» What you need to do
Return the following entries exactly, word for word.

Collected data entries
· · · · · · ·

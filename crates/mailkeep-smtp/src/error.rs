//! Error types for SMTP operations.

/// Result type alias for SMTP operations.
pub type Result<T> = std::result::Result<T, Error>;

/// SMTP error types.
#[derive(Debug, thiserror::Error)]
pub enum Error {
    /// Connection-level failure (connect, TLS, read/write, timeout).
    #[error(transparent)]
    Transport(#[from] mailkeep_transport::Error),

    /// Server closed the connection mid-reply.
    #[error("connection closed by server")]
    ConnectionClosed,

    /// No connection is open.
    #[error("not connected")]
    NotConnected,

    /// Invalid state for operation.
    #[error("Invalid state for operation: {0}")]
    InvalidState(String),

    /// Credentials were rejected.
    #[error("authentication failed")]
    AuthenticationFailed,

    /// Server reply did not carry the expected code.
    #[error("invalid response: {0}")]
    InvalidResponse(String),

    /// A recipient was refused at RCPT TO.
    #[error("recipient rejected: {0}")]
    RecipientRejected(String),

    /// The transaction was refused at MAIL FROM, DATA or end of data.
    #[error("send failed: {0}")]
    SendFailed(String),

    /// `send_mail` called without recipients.
    #[error("no recipients")]
    NoRecipients,

    /// Server returned an error reply to a session command.
    #[error("SMTP error {code}: {message}")]
    SmtpError {
        /// Reply code (e.g., 550).
        code: u16,
        /// Error message from server.
        message: String,
    },

    /// Protocol error (unparseable reply).
    #[error("Protocol error: {0}")]
    Protocol(String),
}

impl Error {
    /// Creates an SMTP error from a reply code and message.
    #[must_use]
    pub fn smtp_error(code: u16, message: impl Into<String>) -> Self {
        Self::SmtpError {
            code,
            message: message.into(),
        }
    }

    /// Returns true if the operation ran out of time.
    #[must_use]
    pub const fn is_timeout(&self) -> bool {
        matches!(self, Self::Transport(e) if e.is_timeout())
    }

    /// Returns true if the server rejected the credentials.
    #[must_use]
    pub const fn is_authentication(&self) -> bool {
        matches!(self, Self::AuthenticationFailed)
    }

    /// Returns true if the connection itself failed or is gone.
    #[must_use]
    pub const fn is_connection(&self) -> bool {
        matches!(self, Self::ConnectionClosed | Self::NotConnected)
            || matches!(self, Self::Transport(e) if e.is_connection())
    }
}
//! Local mail cache.
//!
//! Keeps accounts, messages, attachments and folder state in `SQLite` so
//! mail stays readable while servers are unreachable.

mod model;
mod repository;

pub use model::{Attachment, ImapFolder, Message};
pub use repository::CacheRepository;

· · · · · · ·

» Solution to this exercise
filename crates/mailkeep-smtp/src/error.rs
//! Error types for SMTP operations.

/// Result type alias for SMTP operations.
pub type Result<T> = std::result::Result<T, Error>;

/// SMTP error types.
#[derive(Debug, thiserror::Error)]
pub enum Error {
    /// Connection-level failure (connect, TLS, read/write, timeout).
    #[error(transparent)]
    Transport(#[from] mailkeep_transport::Error),

    /// Server closed the connection mid-reply.
    #[error("connection closed by server")]
    ConnectionClosed,

    /// No connection is open.
    #[error("not connected")]
    NotConnected,

    /// Invalid state for operation.
    #[error("Invalid state for operation: {0}")]
    InvalidState(String),

    /// Credentials were rejected.
    #[error("authentication failed")]
    AuthenticationFailed,

    /// Server reply did not carry the expected code.
    #[error("invalid response: {0}")]
    InvalidResponse(String),

    /// A recipient was refused at RCPT TO.
    #[error("recipient rejected: {0}")]
    RecipientRejected(String),

    /// The transaction was refused at MAIL FROM, DATA or end of data.
    #[error("send failed: {0}")]
    SendFailed(String),

    /// `send_mail` called without recipients.
    #[error("no recipients")]
    NoRecipients,

    /// Server returned an error reply to a session command.
    #[error("SMTP error {code}: {message}")]
    SmtpError {
        /// Reply code (e.g., 550).
        code: u16,
        /// Error message from server.
        message: String,
    },

    /// Protocol error (unparseable reply).
    #[error("Protocol error: {0}")]
    Protocol(String),
}

impl Error {
    /// Creates an SMTP error from a reply code and message.
    #[must_use]
    pub fn smtp_error(code: u16, message: impl Into<String>) -> Self {
        Self::SmtpError {
            code,
            message: message.into(),
        }
    }

    /// Returns true if the operation ran out of time.
    #[must_use]
    pub const fn is_timeout(&self) -> bool {
        matches!(self, Self::Transport(e) if e.is_timeout())
    }

    /// Returns true if the server rejected the credentials.
    #[must_use]
    pub const fn is_authentication(&self) -> bool {
        matches!(self, Self::AuthenticationFailed)
    }

    /// Returns true if the connection itself failed or is gone.
    #[must_use]
    pub const fn is_connection(&self) -> bool {
        matches!(self, Self::ConnectionClosed | Self::NotConnected)
            || matches!(self, Self::Transport(e) if e.is_connection())
    }
}
//! Local mail cache.
//!
//! Keeps accounts, messages, attachments and folder state in `SQLite` so
//! mail stays readable while servers are unreachable.

mod model;
mod repository;

pub use model::{Attachment, ImapFolder, Message};
pub use repository::CacheRepository;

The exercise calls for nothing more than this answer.